Back to Bexhill-on-sea! Which was just as lovely as I remembered it, albeit a tad stormy looking this morning.



The wind was against me but wasn't too strong and I pootled along nicely, dropping the odd special magnet along the way. Lots of roads today though around Pevancy so didn't catch many sights of the sea to start with.

Then as I approached Eastbourne it started to get very busy. I've never been to Eastbourne before so wasn't sure if this was normal, but seaside resort in August I figured it was bound to be a bit busy. It quickly got to a point where I couldn't safely scoot down the sea path so I moved onto the main roads, but they were jammed too...

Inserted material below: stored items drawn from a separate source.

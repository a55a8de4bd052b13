use axum::{
    http::StatusCode,
    response::{IntoResponse, Response},
    Json,
};
use serde_json::json;
use thiserror::Error;

pub type AppResult<T> = Result<T, AppError>;

#[derive(Debug, Error)]
pub enum AppError {
    #[error("{0}")]
    BadRequest(String),
    #[error("{0}")]
    NotFound(String),
    #[error("{0}")]
    Conflict(String),
    /// The external store rejected or failed a request.
    #[error("{0}")]
    Dependency(String),
    #[error("{0}")]
    Internal(String),
}

impl AppError {
    pub fn status_code(&self) -> StatusCode {
        match self {
            Self::BadRequest(_) => StatusCode::BAD_REQUEST,
            Self::NotFound(_) => StatusCode::NOT_FOUND,
            Self::Conflict(_) => StatusCode::CONFLICT,
            Self::Dependency(_) | Self::Internal(_) => StatusCode::INTERNAL_SERVER_ERROR,
        }
    }
}

impl IntoResponse for AppError {
    fn into_response(self) -> Response {
        let status = self.status_code();
        let message = self.to_string();
        if status.is_server_error() {
            tracing::error!(status = status.as_u16(), error = %message, "Request failed");
        } else {
            tracing::warn!(status = status.as_u16(), error = %message, "Request rejected");
        }
        (status, Json(json!({ "error": message }))).into_response()
    }
}

#[cfg(test)]
mod tests {
    use axum::{http::StatusCode, response::IntoResponse};

    use super::AppError;

    #[test]
    fn maps_variants_to_status_codes() {
        assert_eq!(
            AppError::BadRequest("x".to_string()).status_code(),
            StatusCode::BAD_REQUEST
        );
        assert_eq!(
            AppError::NotFound("x".to_string()).status_code(),
            StatusCode::NOT_FOUND
        );
        assert_eq!(
            AppError::Dependency("x".to_string()).status_code(),
            StatusCode::INTERNAL_SERVER_ERROR
        );
        assert_eq!(
            AppError::Internal("x".to_string()).status_code(),
            StatusCode::INTERNAL_SERVER_ERROR
        );
    }

    #[tokio::test]
    async fn renders_error_field() {
        let response = AppError::NotFound("invoices record not found.".to_string()).into_response();
        assert_eq!(response.status(), StatusCode::NOT_FOUND);
        let bytes = axum::body::to_bytes(response.into_body(), usize::MAX)
            .await
            .expect("body");
        let body: serde_json::Value = serde_json::from_slice(&bytes).expect("json body");
        assert_eq!(body["error"], "invoices record not found.");
    }
}
use axum::{
    extract::{Query, State},
    Json,
};
use serde_json::{json, Value};

use crate::{
    error::AppResult,
    models::{parse_rows, InvoiceRow, LeaseRow, PaymentRow, PropertyRow, TenantRow},
    repository::table_service::list_all_rows,
    routes::support::{
        extract_ids, id_array, json_map, property_labels, rows_in, tenant_names, today_or,
    },
    schemas::LateTenantsQuery,
    services::{
        invoice_balance::InvoiceStatus,
        late_tenants::{aggregate_late_tenants, LateTenantInput, LateTenantReport},
    },
    state::AppState,
};

pub fn router() -> axum::Router<AppState> {
    axum::Router::new().route(
        "/reports/late-tenants",
        axum::routing::get(late_tenants_report),
    )
}

/// Active leases, their open invoices and their payments come from three
/// batched reads; labels from two more. Each read pages until exhausted so
/// totals cover the whole portfolio. Aggregation is done in memory.
async fn late_tenants_report(
    State(state): State<AppState>,
    Query(query): Query<LateTenantsQuery>,
) -> AppResult<Json<LateTenantReport>> {
    let today = today_or(query.today);
    let pool = state.db_pool()?;

    let lease_filters = json_map(&[("status", Value::String("active".to_string()))]);
    let leases =
        list_all_rows(pool, "leases", Some(&lease_filters), "created_at", false).await?;

    let lease_ids = extract_ids(&leases, "id");
    let tenant_ids = extract_ids(&leases, "tenant_id");
    let property_ids = extract_ids(&leases, "property_id");

    let invoice_filters = json_map(&[
        ("lease_id__in", id_array(&lease_ids)),
        (
            "status",
            Value::String(InvoiceStatus::Open.as_str().to_string()),
        ),
        ("balance_due__gt", json!(0)),
        ("due_date__lte", json!(today)),
    ]);
    let payment_filters = json_map(&[
        ("lease_id__in", id_array(&lease_ids)),
        ("payment_date__lte", json!(today)),
    ]);

    let (invoices, payments, tenants, properties) = if lease_ids.is_empty() {
        Default::default()
    } else {
        tokio::try_join!(
            list_all_rows(pool, "invoices", Some(&invoice_filters), "due_date", true),
            list_all_rows(pool, "payments", Some(&payment_filters), "payment_date", false),
            rows_in(pool, "tenants", "id", &tenant_ids),
            rows_in(pool, "properties", "id", &property_ids),
        )?
    };

    let leases: Vec<LeaseRow> = parse_rows("leases", leases);
    let invoices: Vec<InvoiceRow> = parse_rows("invoices", invoices);
    let payments: Vec<PaymentRow> = parse_rows("payments", payments);
    let tenant_names = tenant_names(&parse_rows::<TenantRow>("tenants", tenants));
    let property_labels = property_labels(&parse_rows::<PropertyRow>("properties", properties));

    let report = aggregate_late_tenants(
        today,
        state.config.late_report_severe_days,
        &LateTenantInput {
            leases: &leases,
            invoices: &invoices,
            payments: &payments,
            tenant_names: &tenant_names,
            property_labels: &property_labels,
        },
    );
    tracing::info!(
        as_of = %today,
        late_leases = report.summary.late_lease_count,
        "Late-tenant report built"
    );
    Ok(Json(report))
}
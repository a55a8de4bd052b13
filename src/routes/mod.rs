use axum::{routing::get, Router};

use crate::state::AppState;

pub mod health;
pub mod invoices;
pub mod late_fees;
pub mod leases;
pub mod metrics;
pub mod payments;
pub mod properties;
pub mod reports;
pub mod support;
pub mod tenants;

pub fn v1_router() -> Router<AppState> {
    Router::new()
        .route("/health", get(health::health))
        .merge(properties::router())
        .merge(tenants::router())
        .merge(leases::router())
        .merge(invoices::router())
        .merge(payments::router())
        .merge(late_fees::router())
        .merge(reports::router())
        .merge(metrics::router())
}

At this point I discovered this weekend is the Eastbourne air show!

I abandoned my sea view and found my way deeper into the town to find some quieter roads/paths, followed signs for Beachy Head and was soon moving again, my scooter was now reading very low battery, but I was not going to stop without getting up to Beachy Head!

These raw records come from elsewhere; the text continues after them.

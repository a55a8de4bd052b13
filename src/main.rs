mod config;
mod db;
mod error;
mod middleware;
mod models;
mod repository;
mod routes;
mod schemas;
mod services;
mod state;

use std::net::SocketAddr;
use std::time::Duration;

use axum::extract::DefaultBodyLimit;
use axum::http::StatusCode;
use axum::Router;
use config::AppConfig;
use middleware::cors::build_cors_layer;
use middleware::request_id::inject_request_id;
use state::AppState;
use tower_governor::governor::GovernorConfigBuilder;
use tower_governor::GovernorLayer;
use tower_http::timeout::TimeoutLayer;
use tower_http::trace::TraceLayer;
use tracing_subscriber::EnvFilter;

#[tokio::main]
async fn main() -> Result<(), Box<dyn std::error::Error>> {
    let _ = dotenvy::dotenv();
    init_tracing();

    let config = AppConfig::from_env();
    let state = AppState::build(config)?;

    if state.config.db_run_migrations {
        match &state.db_pool {
            Some(pool) => db::run_migrations(pool).await?,
            None => tracing::warn!("DB_RUN_MIGRATIONS is set but no database is configured"),
        }
    }

    let mut app = Router::new()
        .nest(&state.config.api_prefix, routes::v1_router())
        .layer(DefaultBodyLimit::max(1024 * 1024))
        .layer(TimeoutLayer::with_status_code(
            StatusCode::GATEWAY_TIMEOUT,
            Duration::from_secs(state.config.request_timeout_seconds.max(1)),
        ))
        .layer(axum::middleware::from_fn(inject_request_id))
        .layer(TraceLayer::new_for_http())
        .layer(build_cors_layer(&state.config));

    if state.config.rate_limit_enabled {
        // Token bucket keyed by peer IP.
        let governor_config = GovernorConfigBuilder::default()
            .per_second(state.config.rate_limit_per_second.max(1))
            .burst_size(state.config.rate_limit_burst_size.max(1))
            .finish()
            .ok_or("invalid rate limit settings")?;
        app = app.layer(GovernorLayer::new(governor_config));
    }
    let app = app.with_state(state.clone());

    let socket_addr: SocketAddr = format!("{}:{}", state.config.host, state.config.port).parse()?;
    let listener = tokio::net::TcpListener::bind(socket_addr).await?;

    tracing::info!(
        app_name = %state.config.app_name,
        environment = %state.config.environment,
        api_prefix = %state.config.api_prefix,
        database = state.db_pool.is_some(),
        rate_limited = state.config.rate_limit_enabled,
        "Rental ledger API listening on {socket_addr}"
    );

    axum::serve(
        listener,
        app.into_make_service_with_connect_info::<SocketAddr>(),
    )
    .with_graceful_shutdown(shutdown_signal())
    .await?;
    Ok(())
}

async fn shutdown_signal() {
    let ctrl_c = async {
        if let Err(error) = tokio::signal::ctrl_c().await {
            tracing::error!(error = %error, "Failed to listen for Ctrl-C");
            std::future::pending::<()>().await;
        }
    };
    #[cfg(unix)]
    {
        match tokio::signal::unix::signal(tokio::signal::unix::SignalKind::terminate()) {
            Ok(mut sigterm) => {
                tokio::select! {
                    _ = ctrl_c => {},
                    _ = sigterm.recv() => {},
                }
            }
            Err(error) => {
                tracing::warn!(error = %error, "Failed to register SIGTERM handler");
                ctrl_c.await;
            }
        }
    }
    #[cfg(not(unix))]
    {
        ctrl_c.await;
    }
    tracing::info!("Shutdown signal received, finishing in-flight requests");
}

fn init_tracing() {
    let env_filter = EnvFilter::try_from_default_env()
        .unwrap_or_else(|_| EnvFilter::new("info,tower_http=info,sqlx=warn"));
    tracing_subscriber::fmt()
        .with_env_filter(env_filter)
        .with_target(false)
        .compact()
        .init();
}
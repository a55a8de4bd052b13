use sqlx::PgPool;

use crate::{config::AppConfig, db::build_pool, error::AppError};

/// Shared handler state. The pool is the single process-wide handle to the
/// external store; requests never keep their own connections.
#[derive(Clone)]
pub struct AppState {
    pub config: AppConfig,
    pub db_pool: Option<PgPool>,
}

impl AppState {
    pub fn build(config: AppConfig) -> Result<Self, AppError> {
        let db_pool = build_pool(&config)?;
        if db_pool.is_none() {
            tracing::warn!("No DATABASE_URL configured; data endpoints will fail with 500");
        }
        Ok(Self { config, db_pool })
    }

    pub fn db_pool(&self) -> Result<&PgPool, AppError> {
        self.db_pool.as_ref().ok_or_else(|| {
            AppError::Dependency(
                "Database is not configured. Set DATABASE_URL.".to_string(),
            )
        })
    }
}

#[cfg(test)]
impl AppState {
    pub fn for_tests() -> Self {
        Self {
            config: AppConfig::for_tests(),
            db_pool: None,
        }
    }
}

Next there was a lovely path winding down away from the town to a lush green field at the very bottom before the steep climb up to the top.




And my was that a climb!

I am particularly unfit at the moment after 8 months of mostly rest and that particular climb I feel would be hard work for anyone - not pushing a scooter!

The views were **stunning** and I got to watch a red arrows display while I stopped to eat my lunch half way up.




I had imagined Beachy Head would be a very quiet place, I thought I may meet the odd dog walker or tourist but that would be about it. I was about as wrong as I could possibly have been.




It was incredibly busy, cars and people everywhere! I had a large audience watch me huff and puff my way up that hill, they must have thought I was mad!

I was so pleased to have gotten to the top and to find a road again!



My scooter was now reading zero battery but Ben was a long way off in the car and anyway it was too busy for him to park, so I continued.

I am so glad I did, what amazing scenery! And what a wonderful downhill winding road.

I popped up to have a look at Belle Tout as it was not far out of the way and had a great view of Beachy Head lighthouse.






There was a sign here which said Birling Gap 20min walk, so off I went. Absolutely no phone signal at Birling Gap but somehow Ben found me and we headed off for a well earned dinner out.




I remembered to start Strava, but forgot to press stop so the figures aren't exactly accurate.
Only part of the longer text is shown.